Comparison
Streaming (LLM Responses) vs Structured Output
Streaming (LLM Responses) and Structured Output are both common AI/LLM terms but cover different ideas. Here is a quick side-by-side.
When you would reach for Streaming (LLM Responses)
Streaming (LLM Responses) comes up when the question is fundamentally about inference.
A ChatGPT-style web app: SSE stream rendering tokens as they arrive, TTFT ~0.6s vs full-wait of ~5s.

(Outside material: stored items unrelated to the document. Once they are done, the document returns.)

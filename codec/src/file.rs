//! The Part 10 file container:
//! the 128-byte preamble, the "DICM" magic code,
//! the file meta group and the main data set.

use crate::cursor::{Sink, Source};
use crate::dataset::{self, Dataset, ReadOptions, WriteOptions};
use crate::element::encode_header;
use crate::transfer_syntax::TransferSyntax;
use byteordered::Endianness;
use dcmio_core::{CastValueError, DataElement, Length, PrimitiveValue, Tag, Value, VR};
use dcmio_dictionary::{tags, StandardDataDictionary};
use smallvec::smallvec;
use snafu::{ensure, Backtrace, OptionExt, ResultExt, Snafu};

/// The implementation class UID of this library,
/// written to new file meta groups by default.
pub const IMPLEMENTATION_CLASS_UID: &str = "1.2.826.0.1.3680043.10.1102.1";

/// The implementation version name of this library,
/// written to new file meta groups by default.
pub const IMPLEMENTATION_VERSION_NAME: &str = "DCMIO_0_1";

/// Error type for reading and writing Part 10 files.
#[derive(Debug, Snafu)]
#[non_exhaustive]
pub enum Error {
    /// The file preamble or magic code could not be read.
    #[snafu(display("failed to read the file preamble"))]
    ReadPrefix {
        source: crate::cursor::Error,
        backtrace: Backtrace,
    },
    /// The magic code after the preamble was not "DICM".
    #[snafu(display("invalid DICOM file magic code"))]
    InvalidMagic { backtrace: Backtrace },
    /// The element after the magic code was not
    /// _File Meta Information Group Length_ (0002,0000).
    #[snafu(display("expected the meta group length element, found {}", tag))]
    UnexpectedElement { tag: Tag, backtrace: Backtrace },
    /// The file meta group could not be decoded.
    #[snafu(display("failed to decode the file meta group"))]
    ReadMeta { source: dataset::Error },
    /// The main data set could not be decoded.
    #[snafu(display("failed to decode the main data set"))]
    ReadDataset { source: dataset::Error },
    /// The file meta group has no _Transfer Syntax UID_ attribute.
    #[snafu(display("missing the transfer syntax UID attribute"))]
    MissingTransferSyntax { backtrace: Backtrace },
    /// The _Transfer Syntax UID_ attribute does not hold text.
    #[snafu(display("transfer syntax UID attribute is not textual"))]
    NonTextualTransferSyntax {
        source: CastValueError,
        backtrace: Backtrace,
    },
    /// The declared transfer syntax is not supported.
    #[snafu(display("unsupported transfer syntax `{}`", uid))]
    UnsupportedTransferSyntax { uid: String, backtrace: Backtrace },
    /// A required file meta attribute was not provided to the builder.
    #[snafu(display("missing file meta attribute {}", tag))]
    MissingMetaAttribute { tag: Tag, backtrace: Backtrace },
    /// The underlying reader or writer failed.
    #[snafu(display("I/O failure"))]
    Io {
        source: std::io::Error,
        backtrace: Backtrace,
    },
}

pub type Result<T, E = Error> = std::result::Result<T, E>;

/// A DICOM Part 10 file:
/// the file meta group and the main data set.
///
/// The _File Meta Information Group Length_ (0002,0000) attribute
/// is consumed on read and recomputed on write;
/// it is never kept in [`meta`](DicomFile::meta).
#[derive(Debug, Default, Clone, PartialEq)]
pub struct DicomFile {
    /// The file meta group,
    /// always encoded in Explicit VR Little Endian.
    pub meta: Dataset,
    /// The main data set,
    /// encoded in the transfer syntax declared by the meta group.
    pub dataset: Dataset,
}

When you would reach for Structured Output
Any time you need to programmatically parse model output — extraction, function arguments, classification, multi-step pipelines.
OpenAI Structured Outputs with a Pydantic / JSON Schema.
Frequently asked
What is the difference between Streaming (LLM Responses) and Structured Output?
Streaming (LLM Responses): Streaming returns tokens to the client as they're generated rather than holding the full response until completion. Implemented over Server-Sent Events (SSE) or WebSocket; what makes chat UIs feel fast. Structured Output: Structured output constrains an LLM to emit text matching a schema — usually JSON. The model can be guaranteed to produce valid output that your code can parse without retries.
When should I use Streaming (LLM Responses) vs Structured Output?
Streaming (LLM Responses) is the right concept when you are focused on inference. Any time you need to programmatically parse model output — extraction, function arguments, classification, multi-step pipelines.
Are Streaming (LLM Responses) and Structured Output the same thing?
No. Streaming (LLM Responses) is inference; Structured Output is inference. They are related but address different parts of the AI stack.